L'avènement de la pandémie et son impact sur la politique polarisée aux États-Unis et dans d'autres pays ont rendu urgente une compréhension approfondie des théories du complot, en tant que fausses croyances – telles que le fait que les Centers for Disease Control and Prevention servent un objectif politique, d'une manière ou d'une autre. un autre - ils peuvent amener des millions de personnes à ignorer les conseils des spécialistes de la santé publique.

La perte de connaissance de la véracité des faits

"C'est en fait une tempête parfaite dans le sens où les théories s'adressent à ceux qui ont peur de tomber malade et de mourir ou d'infecter quelqu'un d'autre", explique Gordon Pennycook, spécialiste du comportement à l'école de commerce de l'université de Regina en Saskatchewan (ouest du Canada). . ). « Et ces peurs trompent les gens à tel point qu'ils perdent la trace de la véracité du contenu qu'ils lisent en ligne.
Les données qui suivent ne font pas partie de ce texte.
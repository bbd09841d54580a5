//! Vello-based renderer implementation.

use crate::renderer::{RenderContext, Renderer};
use kurbo::{Affine, Cap, Circle, Join, Stroke as KurboStroke};
use peniko::{Blob, Color, Fill};
use sketchpad_core::board::Entity;
use sketchpad_core::shapes::{PlacedImage, Shape, ShapeId, ShapeTrait, Stroke};
use std::collections::HashMap;
use std::sync::Arc;
use vello::Scene;

/// Vello-based renderer for GPU-accelerated 2D graphics.
pub struct VelloRenderer {
    /// The Vello scene being built.
    scene: Scene,
    /// Decoded pixels uploaded as peniko images, keyed by image id.
    image_cache: HashMap<ShapeId, peniko::ImageData>,
}

impl Default for VelloRenderer {
    fn default() -> Self {
        Self::new()
    }
}

impl VelloRenderer {
    pub fn new() -> Self {
        Self {
            scene: Scene::new(),
            image_cache: HashMap::new(),
        }
    }

    /// Get the built scene for rendering.
    pub fn scene(&self) -> &Scene {
        &self.scene
    }

    /// Take ownership of the scene (resets internal scene).
    pub fn take_scene(&mut self) -> Scene {
        std::mem::take(&mut self.scene)
    }

    /// Number of images currently held in the cache.
    pub fn cached_images(&self) -> usize {
        self.image_cache.len()
    }

    fn render_image(&mut self, image: &PlacedImage, transform: Affine) {
        let image_data = self
            .image_cache
            .entry(image.id())
            .or_insert_with(|| peniko::ImageData {
                data: Blob::new(Arc::new(image.pixels.rgba.clone())),
                format: peniko::ImageFormat::Rgba8,
                width: image.pixels.width,
                height: image.pixels.height,
                alpha_type: peniko::ImageAlphaType::Alpha,
            })
            .clone();

        let bounds = image.bounds();
        let scale_x = bounds.width() / image_data.width as f64;
        let scale_y = bounds.height() / image_data.height as f64;
        let image_transform = transform
            * Affine::translate((bounds.x0, bounds.y0))
            * Affine::scale_non_uniform(scale_x, scale_y);

        self.scene
            .draw_image(&peniko::ImageBrush::from(image_data), image_transform);
    }

    fn render_shape(&mut self, shape: &Shape, transform: Affine) {
        let stroke = KurboStroke::new(shape.stroke_width);
        let color: Color = shape.color.into();
        self.scene
            .stroke(&stroke, transform, color, None, &shape.to_path());
    }

    fn render_stroke(&mut self, stroke: &Stroke, transform: Affine, background: Color) {
        let color = if stroke.is_eraser() {
            background
        } else {
            stroke.color.into()
        };

        if stroke.is_dot() {
            let Some(center) = stroke.points().first() else {
                return;
            };
            let dot = Circle::new(*center, stroke.width / 2.0);
            self.scene.fill(Fill::NonZero, transform, color, None, &dot);
            return;
        }

        let style = KurboStroke::new(stroke.width)
            .with_caps(Cap::Round)
            .with_join(Join::Round);
        self.scene
            .stroke(&style, transform, color, None, &stroke.to_path());
    }

    /// Drop cached pixels for images no longer on the board.
    fn evict_images(&mut self, images: &[PlacedImage]) {
        if self.image_cache.len() > images.len() {
            let before = self.image_cache.len();
            self.image_cache
                .retain(|id, _| images.iter().any(|image| image.id() == *id));
            log::debug!("Evicted {} cached images", before - self.image_cache.len());
        }
    }
}

impl Renderer for VelloRenderer {
    fn build_scene(&mut self, ctx: &RenderContext) {
        self.scene.reset();

        let canvas = ctx.canvas;
        let board = &canvas.board;
        let transform = canvas.camera.transform();

        self.evict_images(board.images());

        // Commit order, so an eraser only covers what came before it.
        let dragged = canvas.tool_manager.dragged_image();
        for entity in board.entities() {
            match entity {
                Entity::Image(image) if Some(image.id()) == dragged => {}
                Entity::Image(image) => self.render_image(image, transform),
                Entity::Shape(shape) => self.render_shape(shape, transform),
                Entity::Stroke(stroke) => {
                    self.render_stroke(stroke, transform, ctx.background_color)
                }
            }
        }

        if let Some(image) = dragged.and_then(|id| board.image(id)) {
            self.render_image(image, transform);
        }
        if let Some(stroke) = canvas.tool_manager.preview_stroke() {
            self.render_stroke(stroke, transform, ctx.background_color);
        }
        if let Some(shape) = canvas.tool_manager.preview_shape() {
            self.render_shape(shape, transform);
        }
    }
}

#[cfg(test)]
mod tests {
    use super::*;
    use kurbo::{Point, Size};
    use sketchpad_core::input::PointerButton;
    use sketchpad_core::shapes::RasterImage;
    use sketchpad_core::{Canvas, ToolKind};

    fn raster(size: u32) -> RasterImage {
        RasterImage::from_rgba(size, size, vec![128; (size * size * 4) as usize]).unwrap()
    }

    fn drag(canvas: &mut Canvas, from: Point, to: Point) {
        canvas.pointer_move(from);
        canvas.pointer_down(PointerButton::Primary);
        canvas.pointer_move(to);
        canvas.pointer_up(PointerButton::Primary);
    }

    fn build(renderer: &mut VelloRenderer, canvas: &Canvas) {
        let ctx = RenderContext::new(canvas, Size::new(800.0, 600.0));
        renderer.build_scene(&ctx);
    }

    #[test]
    fn test_renderer_creation() {
        let renderer = VelloRenderer::new();
        assert!(renderer.scene().encoding().is_empty());
        assert_eq!(renderer.cached_images(), 0);
    }

    #[test]
    fn test_build_empty_scene() {
        let mut renderer = VelloRenderer::new();
        build(&mut renderer, &Canvas::new());
        assert!(renderer.scene().encoding().is_empty());
    }

    #[test]
    fn test_build_scene_with_strokes() {
        let mut renderer = VelloRenderer::new();
        let mut canvas = Canvas::new();
        drag(&mut canvas, Point::new(10.0, 10.0), Point::new(100.0, 50.0));
        canvas.set_tool(ToolKind::Eraser);
        drag(&mut canvas, Point::new(20.0, 10.0), Point::new(20.0, 90.0));

        build(&mut renderer, &canvas);
        assert!(!renderer.scene().encoding().is_empty());
    }

    #[test]
    fn test_build_scene_with_dot() {
        let mut renderer = VelloRenderer::new();
        let mut canvas = Canvas::new();
        canvas.pointer_move(Point::new(10.0, 10.0));
        canvas.pointer_down(PointerButton::Primary);
        canvas.pointer_up(PointerButton::Primary);

        build(&mut renderer, &canvas);
        assert!(!renderer.scene().encoding().is_empty());
    }

    #[test]
    fn test_build_scene_with_shapes() {
        let mut renderer = VelloRenderer::new();
        let mut canvas = Canvas::new();
        canvas.set_tool(ToolKind::Rectangle);
        drag(&mut canvas, Point::new(100.0, 100.0), Point::new(300.0, 250.0));
        canvas.set_tool(ToolKind::Circle);
        drag(&mut canvas, Point::new(300.0, 300.0), Point::new(200.0, 200.0));
        assert_eq!(canvas.board.shapes().len(), 2);

        build(&mut renderer, &canvas);
        assert!(!renderer.scene().encoding().is_empty());
    }

    #[test]
    fn test_build_scene_with_preview() {
        let mut renderer = VelloRenderer::new();
        let mut canvas = Canvas::new();
        canvas.set_tool(ToolKind::Rectangle);
        canvas.pointer_move(Point::new(0.0, 0.0));
        canvas.pointer_down(PointerButton::Primary);
        canvas.pointer_move(Point::new(40.0, 40.0));
        assert!(canvas.board.is_empty());

        build(&mut renderer, &canvas);
        assert!(!renderer.scene().encoding().is_empty());
    }

    #[test]
    fn test_shape_after_eraser_is_drawn_last() {
        let mut rect_only = Canvas::new();
        rect_only.set_tool(ToolKind::Rectangle);
        drag(&mut rect_only, Point::new(10.0, 10.0), Point::new(150.0, 150.0));
        let mut expected = VelloRenderer::new();
        build(&mut expected, &rect_only);

        let mut canvas = Canvas::new();
        canvas.set_tool(ToolKind::Eraser);
        drag(&mut canvas, Point::new(0.0, 50.0), Point::new(200.0, 50.0));
        canvas.set_tool(ToolKind::Rectangle);
        drag(&mut canvas, Point::new(10.0, 10.0), Point::new(150.0, 150.0));
        let mut renderer = VelloRenderer::new();
        build(&mut renderer, &canvas);

        let tail = expected.scene().encoding();
        let encoding = renderer.scene().encoding();
        assert!(encoding.draw_data.len() > tail.draw_data.len());
        assert!(encoding.draw_data.ends_with(&tail.draw_data));
        assert!(encoding.path_data.ends_with(&tail.path_data));
    }

    #[test]
    fn test_eraser_covers_earlier_image_only() {
        let mut canvas = Canvas::new();
        canvas.set_viewport_size(800.0, 600.0);
        canvas.set_tool(ToolKind::Eraser);
        drag(&mut canvas, Point::new(0.0, 300.0), Point::new(800.0, 300.0));
        let mut eraser_only = VelloRenderer::new();
        build(&mut eraser_only, &canvas);

        canvas.insert_image(raster(4), None);
        let mut renderer = VelloRenderer::new();
        build(&mut renderer, &canvas);

        let head = eraser_only.scene().encoding();
        let encoding = renderer.scene().encoding();
        assert!(encoding.draw_data.starts_with(&head.draw_data));
        assert!(encoding.path_data.starts_with(&head.path_data));
        assert!(encoding.draw_data.len() > head.draw_data.len());
    }

    #[test]
    fn test_dragged_image_draws_above_strokes() {
        let mut canvas = Canvas::new();
        canvas.set_viewport_size(800.0, 600.0);
        canvas.insert_image(raster(4), None);
        drag(&mut canvas, Point::new(350.0, 300.0), Point::new(450.0, 300.0));
        let mut strokes_on_top = VelloRenderer::new();
        build(&mut strokes_on_top, &canvas);

        canvas.set_tool(ToolKind::Image);
        canvas.pointer_move(Point::new(400.0, 300.0));
        canvas.pointer_down(PointerButton::Primary);
        let mut renderer = VelloRenderer::new();
        build(&mut renderer, &canvas);

        let before = strokes_on_top.scene().encoding();
        let during = renderer.scene().encoding();
        assert_eq!(before.draw_data.len(), during.draw_data.len());
        assert_ne!(before.draw_data, during.draw_data);
    }

    #[test]
    fn test_image_cache_follows_board() {
        let mut renderer = VelloRenderer::new();
        let mut canvas = Canvas::new();
        canvas.insert_image(raster(4), None);
        canvas.insert_image(raster(8), Some(Point::new(10.0, 10.0)));

        build(&mut renderer, &canvas);
        assert!(!renderer.scene().encoding().is_empty());
        assert_eq!(renderer.cached_images(), 2);

        canvas.clear();
        build(&mut renderer, &canvas);
        assert_eq!(renderer.cached_images(), 0);
        assert!(renderer.scene().encoding().is_empty());

        canvas.undo();
        build(&mut renderer, &canvas);
        assert_eq!(renderer.cached_images(), 2);
    }

    #[test]
    fn test_take_scene_resets() {
        let mut renderer = VelloRenderer::new();
        let mut canvas = Canvas::new();
        drag(&mut canvas, Point::ZERO, Point::new(5.0, 5.0));
        build(&mut renderer, &canvas);

        let scene = renderer.take_scene();
        assert!(!scene.encoding().is_empty());
        assert!(renderer.scene().encoding().is_empty());
    }
}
Dans la nouvelle étude, intitulée Looking Under the Tinfoil Hat et publiée en ligne dans le Journal of Personality, Bowes et Scott Lilienfeld ont dirigé une équipe qui a mené une série d'évaluations de personnalité standardisées de près de 2.000 XNUMX adultes.

L'étude a été réalisée en deux phases. Dans le premier, l'équipe a évalué chaque personne de l'échantillon en fonction de son niveau de propension aux théories du complot. Les participants ont été invités à évaluer la véracité probable de déclarations générales telles que "Certaines observations et rumeurs d'OVNI sont

planifié ou mis en scène pour détourner l'attention du public d'un contact réel avec des extraterrestres » ou « Le gouvernement utilise des personnes comme boucs émissaires pour cacher son implication dans des activités criminelles ».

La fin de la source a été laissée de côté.